10月27日,欧洲免疫学杂志(European Journal of Immunology)在线发表了中科院上海生科院生化与细胞所刘小龙研究组的研究论文“Interferon regulatory factor 4 regulates thymocyte differentiation by repressing Runx3 expression”。
胸腺细胞在胸腺中定向分化为CD4 和CD8 两个T细胞类群,在建立免疫功能的同时,获得自身免疫耐受性。然而,调控CD4/CD8细胞分化定向的分子机制仍然知之甚少。干扰素调节因子4(IRF4)一直被认为只在成熟的淋巴细胞中表达,维持着CD4 T细胞的功能、分化及自稳平衡;而其在胸腺细胞分化成熟过程中的作用尚未涉及。
刘小龙研究组研究发现,在胸腺细胞分化成熟过程中,IRF4的表达受TCR信号调控;并且在CD4 SP 和CD8 SP细胞中差异表达。转基因小鼠模型实验表明,T细胞特异性过表达IRF4促进CD4定向并抑制CD8定向;他们的研究还表明,IRF4招募组蛋白去乙酰化酶HDAC1,通过直接结合到CD8细胞分化决定因子Runx3的基因的远端启动子上,使其组蛋白去乙酰化,从而抑制Runx3的表达。他们的研究结果揭示了IRF4调控胸腺细胞分化成熟的机制:持续的TCR信号促进IRF4的表达,IRF4通过抑制Runx3的转录,抑制CD8定向相关分子的表达,促进胸腺细胞定向分化为CD4 T细胞。该研究还将胸腺细胞的定向分化与免疫功能关联起来。
该研究工作得到国家自然科学基金委,中国科学院和科技部重大科学研究计划的经费资助。(生物谷Bioon.com)
生物谷推荐英文摘要:
European Journal of Immunology DOI: 10.1002/eji.201040570
Interferon regulatory factor 4 regulates thymocyte differentiation by repressing Runx3 expression
Yonghao Cao1,?, Hai Li1,?, Yang Sun1, Xufeng Chen1, Haifeng Liu1, Xiang Gao2, Xiaolong Liu1,*
The transcription factor interferon regulatory factor 4 (IRF4) was originally found to be preferentially expressed in lymphoid cells and to be required for the function, differentiation, and homeostasis of both mature T and B lymphocytes. Recent studies have indicated that IRF4 is also involved in early B-cell development. However, the role of IRF4 in intrathymic T-cell development remains unknown. In this study, we show that IRF4 is upregulated in TCR-signaled thymocytes and is predominantly expressed in CD4 single-positive (SP), but not in CD8 SP, cells.

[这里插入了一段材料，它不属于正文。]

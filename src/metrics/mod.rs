//! Prometheus metrics module
//!
//! Recording goes through the global `metrics` facade, so handlers emit
//! metrics whether or not a recorder is installed (tests never install one).
//! `GatewayMetrics` owns the Prometheus handle used by the `/metrics` route.

use crate::error::GatewayError;
use metrics::{counter, describe_counter, describe_gauge, describe_histogram, gauge, histogram, Unit};
use metrics_exporter_prometheus::{PrometheusBuilder, PrometheusHandle};
use std::sync::Arc;
use std::time::Duration;

/// Gateway metrics exporter
#[derive(Clone)]
pub struct GatewayMetrics {
    handle: Arc<PrometheusHandle>,
}

impl GatewayMetrics {
    /// Install the Prometheus recorder and register descriptions
    ///
    /// Only one recorder can exist per process.
    pub fn install() -> Result<Self, GatewayError> {
        let handle = PrometheusBuilder::new()
            .install_recorder()
            .map_err(|e| GatewayError::MetricsInstall(Box::new(e)))?;

        Self::register_metrics();

        Ok(Self {
            handle: Arc::new(handle),
        })
    }

    /// Register metric descriptions
    fn register_metrics() {
        describe_counter!(
            "gateway_requests_total",
            Unit::Count,
            "Publish requests handled, by outcome"
        );
        describe_counter!(
            "gateway_publish_failures_total",
            Unit::Count,
            "Broker publish failures, by backend and error type"
        );
        describe_histogram!(
            "gateway_publish_duration_seconds",
            Unit::Seconds,
            "Time from publish call to broker acknowledgment"
        );
        describe_gauge!(
            "gateway_broker_connected",
            Unit::Count,
            "Broker connection status (1=connected, 0=disconnected)"
        );
    }

    /// Render metrics in Prometheus format
    pub fn render(&self) -> String {
        self.handle.render()
    }
}

/// Record the final outcome of one publish request
pub fn record_request(outcome: &'static str) {
    counter!("gateway_requests_total", "outcome" => outcome).increment(1);
}

/// Record a broker acknowledgment
pub fn record_publish_success(backend: &'static str, duration: Duration) {
    histogram!(
        "gateway_publish_duration_seconds",
        "backend" => backend
    )
    .record(duration.as_secs_f64());
}

/// Record a broker failure
pub fn record_publish_failure(backend: &'static str, error_type: &'static str) {
    counter!(
        "gateway_publish_failures_total",
        "backend" => backend,
        "error_type" => error_type
    )
    .increment(1);
}

/// Set broker connection status
pub fn set_broker_connected(connected: bool) {
    gauge!("gateway_broker_connected").set(if connected { 1.0 } else { 0.0 });
}

#[cfg(test)]
mod tests {
    use super::*;

    #[test]
    fn test_recording_without_recorder_is_noop() {
        // No recorder installed in unit tests; the facade must swallow these
        record_request("published");
        record_publish_success("pubsub", Duration::from_millis(12));
        record_publish_failure("pubsub", "rejected");
        set_broker_connected(true);
    }
}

T-cell-specific overexpression of IRF4 impaired the generation and maturation of CD8 SP thymocytes. Further analysis revealed that IRF4 selectively bound to the distal promoter region of Runx3 and repressed its transcription, probably through the deacetylation of histones H3 and H4 in intermediate CD4+CD8low cells and CD4 SP thymocytes. Similar to the effect of Runx3 deficiency, transgenic expression of IRF4 led not only to an aberrantly high expression of CD4 surface molecules on intermediate CD4+CD8low cells and CD8 SP thymocytes, but also impaired CD8+ T-cell function. Taken together, our data suggest that IRF4 plays an important role in the regulation of Runx3 expression and CD4+/CD8+ thymocyte differentiation.